- Task directions
Scan the entries for the word "Some". Every line that has it should be copied.

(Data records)
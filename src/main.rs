//! Hood fan controller: host entry point.
//!
//! Runs the controller against the simulated kitchen on a scaled clock.
//!
//! ```text
//! ┌────────────────────────────────────────────────────────────────┐
//! │                      Adapters (outer ring)                     │
//! │                                                                │
//! │  SimulatedKitchen          LogEventSink   NvsAdapter           │
//! │  (Sensor+Actuator+Hazard   (EventSink)    (Config+Storage)     │
//! │   +Dashboard)                             ScaledClock          │
//! │                                                                │
//! │  ──────────────── Port Trait Boundary ───────────────────      │
//! │                                                                │
//! │  ┌────────────────────────────────────────────────────────┐    │
//! │  │              AppService (pure logic)                   │    │
//! │  │  History · Fsm · Cooldown · Alarm · Override           │    │
//! │  └────────────────────────────────────────────────────────┘    │
//! │                                                                │
//! │  control loop: poll tick · timer tick · console input          │
//! └────────────────────────────────────────────────────────────────┘
//! ```
//!
//! Usage: `hoodfan [config.json] [--speedup N]`.  Type `0`–`4` and Enter
//! to move the speed slider, `q` to quit.

#![deny(unused_must_use)]

use std::io::BufRead;
use std::path::Path;
use std::time::Duration;

use anyhow::{Context, Result};
use log::{info, warn};

use hoodfan::adapters::log_sink::LogEventSink;
use hoodfan::adapters::nvs::NvsAdapter;
use hoodfan::adapters::sim::SimulatedKitchen;
use hoodfan::adapters::time::{Clock, ScaledClock, SystemClock};
use hoodfan::app::ports::ConfigPort;
use hoodfan::app::service::AppService;
use hoodfan::config::HoodConfig;
use hoodfan::events::{self, Input};

const DEFAULT_SPEEDUP: u32 = 10;
const TIMER_TICK_MS: u64 = 20;

struct Args {
    config_path: Option<String>,
    speedup: u32,
}

fn parse_args() -> Result<Args> {
    let mut args = Args {
        config_path: None,
        speedup: DEFAULT_SPEEDUP,
    };
    let mut it = std::env::args().skip(1);
    while let Some(arg) = it.next() {
        if arg == "--speedup" {
            let value = it.next().context("--speedup needs a value")?;
            args.speedup = value
                .parse()
                .with_context(|| format!("invalid --speedup '{value}'"))?;
            anyhow::ensure!(args.speedup > 0, "--speedup must be at least 1");
        } else {
            args.config_path = Some(arg);
        }
    }
    Ok(args)
}

fn load_config_file(path: &Path) -> Result<HoodConfig> {
    let text = std::fs::read_to_string(path)
        .with_context(|| format!("reading config {}", path.display()))?;
    let config: HoodConfig = serde_json::from_str(&text)
        .with_context(|| format!("parsing config {}", path.display()))?;
    config
        .validate()
        .with_context(|| format!("validating config {}", path.display()))?;
    Ok(config)
}

/// Console reader: one selection per line.
fn spawn_console() {
    std::thread::spawn(|| {
        for line in std::io::stdin().lock().lines() {
            let Ok(line) = line else { break };
            match events::parse_line(&line) {
                Some(input) => {
                    if !events::push_input(input) {
                        warn!("Input queue full, dropping '{}'", line.trim());
                    }
                }
                None => warn!("Unrecognised input '{}' (0-4 or q)", line.trim()),
            }
        }
    });
}

#[tokio::main(flavor = "current_thread")]
async fn main() -> Result<()> {
    tracing_subscriber::fmt()
        .with_target(false)
        .with_env_filter(
            tracing_subscriber::EnvFilter::try_from_default_env()
                .unwrap_or_else(|_| tracing_subscriber::EnvFilter::new("info")),
        )
        .init();

    info!("hoodfan v{}", env!("CARGO_PKG_VERSION"));

    let args = parse_args()?;

    // ── Config ────────────────────────────────────────────────
    let mut nvs = NvsAdapter::new();
    let config = match &args.config_path {
        Some(path) => {
            let cfg = load_config_file(Path::new(path))?;
            nvs.save(&cfg).context("storing config")?;
            info!("Config loaded from {}", path);
            cfg
        }
        None => nvs.load().unwrap_or_else(|e| {
            warn!("Config load failed ({}), using defaults", e);
            HoodConfig::default()
        }),
    };

    // ── Adapters ──────────────────────────────────────────────
    let clock = ScaledClock::new(SystemClock.now_ms(), args.speedup);
    let mut kitchen = SimulatedKitchen::new(clock.now_ms(), config.devices.outputs);
    let mut sink = LogEventSink::new();

    // ── Service ───────────────────────────────────────────────
    let sample_ms = config.timing.win.sample_s.saturating_mul(1000);
    let mut app = AppService::new(config);
    let restored = app.restore(&nvs, clock.now_ms());
    app.start(restored, &mut kitchen, &mut sink);

    spawn_console();
    info!(
        "Simulating at {}x, polling every {} ms of virtual time",
        clock.speedup(),
        sample_ms
    );

    // ── Control loop ──────────────────────────────────────────
    let mut poll_tick = tokio::time::interval(Duration::from_millis(
        (sample_ms / u64::from(clock.speedup())).max(1),
    ));
    let mut timer_tick = tokio::time::interval(Duration::from_millis(TIMER_TICK_MS));

    loop {
        tokio::select! {
            _ = poll_tick.tick() => {
                let now = clock.now_ms();
                kitchen.set_time(now);
                app.poll(now, &mut kitchen, &mut sink);
            }
            _ = timer_tick.tick() => {
                let now = clock.now_ms();
                app.run_timers(now, &mut kitchen, &mut nvs);
            }
            input = events::recv_input() => match input {
                Input::Command(cmd) => {
                    app.handle_command(cmd, clock.now_ms(), &mut kitchen, &mut sink);
                }
                Input::Quit => break,
            },
        }
    }

    info!(
        "Shutting down: fan {}, {} speed changes",
        kitchen.fan(),
        app.transitions()
    );
    Ok(())
}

- Your response
    while let Some(arg) = it.next() {
            args.config_path = Some(arg);
                Some(input) => {
        Some(path) => {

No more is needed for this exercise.